Flic bientôt retraité, flic infiltré, flic en voie de pourrissement : les héros de L'Élite de Brooklyn sont des archétypes absolus, que le scénar a le bon goût de pousser dans leurs retranchements et de détourner de leur destinée principale. Exemple : le vieux briscard fatigué, interprété par un Richard Gere qui n'en finit plus de se bonifier, ne se contentera pas d'attendre la retraite avant de jouer les Roger Murtaugh et de décider de rempiler in extremis ; la deuxième partie de son parcours sera bien différente et assez singulière. Il en va de même, à des degrés différents, pour les personnages incarnés par Ethan Hawke - acteur aussi discret que brillant - et Don Cheadle - qui fait toujours un peu la même chose. On n'ira pas jusqu'à faire du film de Fuqua un monument d'inventivité et de singularité, mais ces portraits croisés trouvent une force inespérée dans leur accumulation. Chaque histoire prise à part n'aurait sans doute pas donné un bon long-métrage, mais l'alliage des trois lui donne un souffle assez étonnant.
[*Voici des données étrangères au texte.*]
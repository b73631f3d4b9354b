// SPDX-License-Identifier: BUSL-1.1
// Copyright (c) 2026 Alfred Jean LLC

//! The Port Pool: sole authority on which `ws_port` values are in use
//! (`spec.md` §4.1).

use std::sync::Arc;

use chrono::Duration as ChronoDuration;
use vnc_core::{
    BrokerError, Clock, Config, PoolStats, PortAllocation, PortPoolState, ProcessProbe,
    ReconcileReport, ADOPTED_VM_NAME,
};

use crate::commit::{commit_state, load_state};
use crate::lock::acquire_exclusive;

/// Persistent, lock-protected map of `ws_port → owner(vm, pid, ts)`.
pub struct PortPool {
    config: Config,
    clock: Arc<dyn Clock>,
    probe: Arc<dyn ProcessProbe>,
}

impl PortPool {
    pub fn new(config: Config, clock: Arc<dyn Clock>, probe: Arc<dyn ProcessProbe>) -> Self {
        PortPool {
            config,
            clock,
            probe,
        }
    }

    /// Reserve the lowest OS-free port, recording it with `pid=None`
    /// (`spec.md` §4.1 `Allocate`).
    pub fn allocate(&self, vm_name: &str) -> Result<u16, BrokerError> {
        self.with_state(true, |state, pool| {
            if let Some(port) = pool.scan_and_claim(state) {
                pool.insert_reservation(state, port, vm_name);
                return Ok(port);
            }

            // Exhausted: reconcile once against OS reality and retry.
            pool.reconcile_locked(state);

            if let Some(port) = pool.scan_and_claim(state) {
                pool.insert_reservation(state, port, vm_name);
                return Ok(port);
            }

            Err(BrokerError::PoolExhausted)
        })
    }

    /// Set `pid` on an existing allocation (`spec.md` §4.1 `Promote`).
    pub fn promote(&self, ws_port: u16, pid: u32) -> Result<(), BrokerError> {
        self.with_state(true, |state, _pool| {
            match state.allocated.get_mut(&ws_port) {
                Some(allocation) if allocation.pid == Some(pid) => Ok(()),
                Some(allocation) => {
                    allocation.pid = Some(pid);
                    Ok(())
                }
                None => Err(BrokerError::NotAllocated(ws_port)),
            }
        })
    }

    /// Remove an allocation and return its port to `free` (`spec.md` §4.1
    /// `Release`). Idempotent; tolerant of a mismatched `vm_name`.
    pub fn release(&self, ws_port: u16, vm_name: Option<&str>) -> Result<(), BrokerError> {
        self.with_state(true, |state, pool| {
            if let Some(allocation) = state.allocated.remove(&ws_port) {
                if let Some(expected) = vm_name {
                    if allocation.vm_name != expected {
                        tracing::warn!(
                            ws_port,
                            expected_vm = expected,
                            actual_vm = %allocation.vm_name,
                            "releasing port for mismatched vm_name"
                        );
                    }
                }
            }
            if pool.config.port_min <= ws_port
                && ws_port <= pool.config.port_max
                && !state.free.contains(&ws_port)
            {
                state.free.push(ws_port);
            }
            Ok(())
        })
    }

    /// Current pool statistics (`spec.md` §4.1 `Stats`). Read-only: does not
    /// commit a new document.
    pub fn stats(&self) -> Result<PoolStats, BrokerError> {
        self.with_state(false, |state, pool| {
            let total = pool.config.total_ports();
            let allocated = state.allocated.len() as u32;
            let free = state.free.len() as u32;
            let utilization_percent = if total == 0 {
                0.0
            } else {
                f64::from(allocated) / f64::from(total) * 100.0
            };
            Ok(PoolStats {
                total,
                allocated,
                free,
                utilization_percent,
                last_cleanup: state.last_cleanup,
            })
        })
    }

    /// Find the current allocation for `vm_name`, if any. Read-only; used by
    /// administrative tooling that has no long-lived in-memory registry to
    /// consult (`vnc-cli`'s one-shot invocations).
    pub fn find_allocation(
        &self,
        vm_name: &str,
    ) -> Result<Option<(u16, PortAllocation)>, BrokerError> {
        self.with_state(false, |state, _pool| {
            Ok(state
                .allocated
                .iter()
                .find(|(_, allocation)| allocation.vm_name == vm_name)
                .map(|(port, allocation)| (*port, allocation.clone())))
        })
    }

    /// All current allocations, sorted by port. Read-only.
    pub fn list_allocations(&self) -> Result<Vec<(u16, PortAllocation)>, BrokerError> {
        self.with_state(false, |state, _pool| {
            Ok(state
                .allocated
                .iter()
                .map(|(port, allocation)| (*port, allocation.clone()))
                .collect())
        })
    }

    /// Restore coherence between durable state and OS reality
    /// (`spec.md` §4.4 `ReconcileStale`).
    pub fn reconcile_stale(&self) -> Result<ReconcileReport, BrokerError> {
        self.with_state(true, |state, pool| Ok(pool.reconcile_locked(state)))
    }

    /// Run one locked read-modify-write-commit cycle over the durable
    /// document (`spec.md` §4.1, algorithm "atomic commit").
    fn with_state<T>(
        &self,
        mutate: bool,
        f: impl FnOnce(&mut PortPoolState, &Self) -> Result<T, BrokerError>,
    ) -> Result<T, BrokerError> {
        let _lock_file = acquire_exclusive(&self.config.lock_file)?;

        let mut state = load_state(
            &self.config.state_file,
            self.config.port_min,
            self.config.port_max,
            self.clock.now(),
        )?;

        let result = f(&mut state, self)?;

        if mutate {
            state.free.sort_unstable();
            commit_state(&self.config.state_file, &state)?;
        }

        Ok(result)
    }

    /// Scan `free` ascending for the first OS-free port, dropping any
    /// bind-probe-busy port from `free` along the way (`spec.md` §4.1,
    /// "Tie-break and ordering").
    fn scan_and_claim(&self, state: &mut PortPoolState) -> Option<u16> {
        let candidates = state.free.clone();
        for port in candidates {
            state.free.retain(|p| *p != port);
            if self.probe.is_port_free_os(port) {
                return Some(port);
            }
            tracing::warn!(
                ws_port = port,
                "port bind-probed busy despite pool bookkeeping; dropping from free list"
            );
        }
        None
    }

    fn insert_reservation(&self, state: &mut PortPoolState, port: u16, vm_name: &str) {
        state.allocated.insert(
            port,
            PortAllocation {
                vm_name: vm_name.to_string(),
                pid: None,
                allocated_at: self.clock.now(),
            },
        );
    }

    /// `spec.md` §4.4: pid-less stale reservations, dead-pid releases,
    /// drift warnings, and orphan adoption. Assumes the caller already holds
    /// the pool's lock.
    fn reconcile_locked(&self, state: &mut PortPoolState) -> ReconcileReport {
        let now = self.clock.now();
        let mut report = ReconcileReport::default();
        let adoption_grace = ChronoDuration::seconds(self.config.adoption_grace_s as i64);

        let snapshot: Vec<(u16, PortAllocation)> = state
            .allocated
            .iter()
            .map(|(port, allocation)| (*port, allocation.clone()))
            .collect();

        for (port, allocation) in snapshot {
            match allocation.pid {
                None => {
                    let age = now - allocation.allocated_at;
                    if age >= adoption_grace && self.probe.is_port_free_os(port) {
                        state.allocated.remove(&port);
                        state.free.push(port);
                        report.stale_released += 1;
                    }
                }
                Some(pid) => {
                    if !self.probe.is_alive(pid) {
                        if self.probe.is_port_free_os(port) {
                            state.allocated.remove(&port);
                            state.free.push(port);
                            report.stale_released += 1;
                        } else {
                            report.drift_warnings += 1;
                            tracing::warn!(
                                ws_port = port,
                                pid,
                                "dead pid still occupies port at OS level; operator intervention required"
                            );
                        }
                    }
                }
            }
        }

        for (pid, ws_port) in self.probe.enumerate_websockify() {
            match state.allocated.get_mut(&ws_port) {
                Some(existing) => {
                    if existing.pid != Some(pid) {
                        existing.pid = Some(pid);
                    }
                }
                None => {
                    state.allocated.insert(
                        ws_port,
                        PortAllocation {
                            vm_name: ADOPTED_VM_NAME.to_string(),
                            pid: Some(pid),
                            allocated_at: now,
                        },
                    );
                    state.free.retain(|p| *p != ws_port);
                    report.adopted += 1;
                }
            }
        }

        state.free.sort_unstable();
        state.last_cleanup = now;
        report
    }
}

#[cfg(test)]
#[path = "port_pool_tests.rs"]
mod tests;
Réalisé à la façon de certains Friedkin, avec des mouvements de caméra pouvant sembler clinquants mais concourant à créer une véritable ambiance de film noir, L'élite de Brooklyn trouve qui plus est un nouveau souffle dans sa dernière demi-heure, stupéfiante montée de violence et de tension où le temps semble soudain se dilater et où les trajectoires des anti-héros se font soudain aériennes, transformant ce qui aurait pu n'être qu'un simple polar en une oeuvre étonnante, non seulement parce qu'elle va bien au-delà de ce qu'on aurait pu attendre d'Antoine Fuqua, mais également parce qu'elle va loin dans l'exploration de l'âme humaine. Trainant sur deux heures des semi-ratés qui auraient voulu être des héros, voilà un film à voir, à mûrir et à savourer. Belle surprise.
L'Élite de Brooklyn (Brooklyn's Finest) d'Antoine Fuqua. 2h07. Sortie : 05/05/2010.
3 commentaires sur “L'ÉLITE DE BROOKLYN”
ce film est un gros navet honte a toi pour ton article bidon
Film très violent, Ethan Hawke a tendance à surjouer, Don Cheadle bien fade, Richard Gere vraiment excellent (la scène de l'épicerie est très forte).
Sinon vision désespérante des ghettos US. Le réalisateur est afro-américain, son regard est sans concession, et ce qu'il nous montre de ces quartiers est à frémir (règne de l'ultra-violence sur fond d'abrutissement télévisuel et de trafic).
Constat amer du réalisateur 10 ans après Training Day.
très bon polar , vu cet après-midi. belle réalisation, bons acteurs, Richard Gere très touchant, et même le côté chorale passe ici plutôt bien.